What is Blender
People who know me know I love Blender. Some people don’t know what is Blender though. It was conceived first as a 3D modelling and animation tool but you can do a lot of things with it, such as video editing (which includes sound).



Blender runs in all OS, Linux, Mac, Windows. you can download it here.
Annotating
If you have video or sound to annotate, although Blender is a very powerful tool, it’s maybe overwhelming at first sight. So I will show you in few easy steps how to annotate and export annotations.
In case you didn’t know, video and sound have frequencies and speeds. Things like 24 frames per second or 24000Hz, think about this when you edit or annotate video.
First open blender and select video edition, either in File > new > video editing. Or in the splash screen


Once you see the main workflow window for video editing simply drag your video or your sound into Blender, or open it from the file explorer on the side. Video is the blue channel, sound is green.

Annotations can be added with text effect strips. You can modify the text in the right hand menu.
If for some reason the menu is not there, hover over the sequencer section and press "N".

If your sequencer view is too narrow, zoom in with the mouse wheel. You can drag the darker sides of the annotation or move it around to make it as long as you need.
Remember to save continuously with ctrl+s or in file > save.
Export annotations
Blender has a built in text editor and code console. It uses python and has a python API called BPY. You can open a console in any location within Blender. Let me tell you how.
Blender can have many sub windows in which you can customize your workflow, such as in the first images I showed you. You can create any number of such windows by dragging any top right corner of a subwindow.

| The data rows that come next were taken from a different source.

//! Rich diagnostic error types for the mindmend engine.
//!
//! Each subsystem defines its own error type with miette `#[diagnostic]` derives,
//! providing error codes and help text. The dialogue core itself never fails on
//! well-formed input — errors here cover startup (bad patterns, bad config) and
//! caller-side input validation.

use miette::Diagnostic;
use thiserror::Error;

/// Top-level error type for the mindmend engine.
///
/// Each variant wraps a subsystem-specific error, preserving the full diagnostic
/// chain (error codes, help text) through to the user.
#[derive(Debug, Error, Diagnostic)]
pub enum MendError {
    #[error(transparent)]
    #[diagnostic(transparent)]
    Intent(#[from] IntentError),

    #[error(transparent)]
    #[diagnostic(transparent)]
    Engine(#[from] EngineError),
}

// ---------------------------------------------------------------------------
// Intent errors
// ---------------------------------------------------------------------------

#[derive(Debug, Error, Diagnostic)]
pub enum IntentError {
    #[error("invalid pattern for intent `{intent}`: {message}")]
    #[diagnostic(
        code(mindmend::intent::invalid_pattern),
        help(
            "A regex in the intent catalogue failed to compile. The catalogue \
             is static data, so this indicates a typo in the pattern table \
             rather than bad user input."
        )
    )]
    InvalidPattern { intent: &'static str, message: String },
}

// ---------------------------------------------------------------------------
// Engine errors
// ---------------------------------------------------------------------------

#[derive(Debug, Error, Diagnostic)]
pub enum EngineError {
    #[error("empty utterance for user {user_id}")]
    #[diagnostic(
        code(mindmend::engine::empty_utterance),
        help(
            "The dialogue core assumes a non-empty trimmed utterance. Reject \
             empty or whitespace-only messages before calling `Engine::process`."
        )
    )]
    EmptyUtterance { user_id: String },

    #[error("invalid configuration: {message}")]
    #[diagnostic(
        code(mindmend::engine::invalid_config),
        help("Check the EngineConfig fields. {message}")
    )]
    InvalidConfig { message: String },

    #[error("failed to read config file {path}: {message}")]
    #[diagnostic(
        code(mindmend::engine::config_file),
        help("Ensure the file exists, is readable, and contains valid TOML.")
    )]
    ConfigFile { path: String, message: String },
}

/// Convenience alias for functions returning mindmend results.
pub type MendResult<T> = std::result::Result<T, MendError>;

#[cfg(test)]
mod tests {
    use super::*;

    #[test]
    fn intent_error_converts_to_mend_error() {
        let err = IntentError::InvalidPattern {
            intent: "greeting",
            message: "unclosed group".into(),
        };
        let mend: MendError = err.into();
        assert!(matches!(mend, MendError::Intent(IntentError::InvalidPattern { .. })));
    }

    #[test]
    fn engine_error_converts_to_mend_error() {
        let err = EngineError::EmptyUtterance {
            user_id: "u-1".into(),
        };
        let mend: MendError = err.into();
        assert!(matches!(mend, MendError::Engine(EngineError::EmptyUtterance { .. })));
    }

    #[test]
    fn error_display_messages_are_descriptive() {
        let err = EngineError::InvalidConfig {
            message: "turn_gate must be >= 1".into(),
        };
        let msg = format!("{err}");
        assert!(msg.contains("turn_gate"));
    }
}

Open a text window, create a new text and add this code:
import bpy
f = open('filetosave.txt', 'w')
fstarts=[]
texts=[]
for i in bpy.data.scenes["Scene"].sequence_editor.sequences_all:
if type(i) is bpy.types.TextSequence:
print(i.text)
texts.append(i.text)
fstarts.append(i.frame_start)
fstarts, texts = zip(*sorted(zip(fstarts, texts)))
for i in zip(fstarts,texts):
print(i)
f.write(f'{i[0]}:{i[1]}\n")
f.close()
And this way you can export to a txt, all your annotations and the frame in which they occur.
But the frame is not the time. so you can modify to code to print the time instead by dividing by the fps of your video. If your fps is 24, then 240 frames are 10 seconds.
You can see your fps here:

Blender API
You can see in the code the kind of things you can get from your text strips, see more here: https://docs.blender.org/api/current/bpy.types.Sequence.html#bpy.types.Sequence
In this case, everything, video, sound, image, effect, is a sequence.
Annotating with images
You can add anything you want in the sequencer, images, sound and more video. Just drag it in move it around, expand it to cover the area you like and voilà. Use the menus to the right to modify aspects about this image like size, shape rotation location within the video.